Task brief » When you output the entries, begin with the first line and end with the line containing "handle table and", keeping each line exactly as it is.

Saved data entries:

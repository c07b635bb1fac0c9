// Copyright 2025 Schelling Point Labs Inc
// SPDX-License-Identifier: AGPL-3.0-only

//! memfs core: an in-memory POSIX-like filesystem state engine
//!
//! This crate provides the node graph, path resolution, handle table and
//! operation dispatcher behind a FUSE host, plus the errno-returning hook
//! surface such hosts call into.

pub mod config;
pub mod error;
pub mod fault;
pub mod hooks;
mod node;
pub mod payload;
mod resolve;
pub mod types;
pub mod vfs;

// Re-export key types for convenience
pub use config::{CachePolicy, FsConfig, SecurityPolicy};
pub use error::{FsError, FsResult, ENOATTR};
pub use fault::{FaultOp, FaultPolicy, FaultRule};
pub use hooks::{ContextProvider, FixedContext, HostBinding};
pub use types::*;
pub use vfs::{FsCore, FsStats, ROOT_INO};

Answer space »
repository c07b635bb1fac0c9
// Copyright 2025 Schelling Point Labs Inc
// SPDX-License-Identifier: AGPL-3.0-only

//! memfs core: an in-memory POSIX-like filesystem state engine
//!
//! This crate provides the node graph, path resolution, handle table and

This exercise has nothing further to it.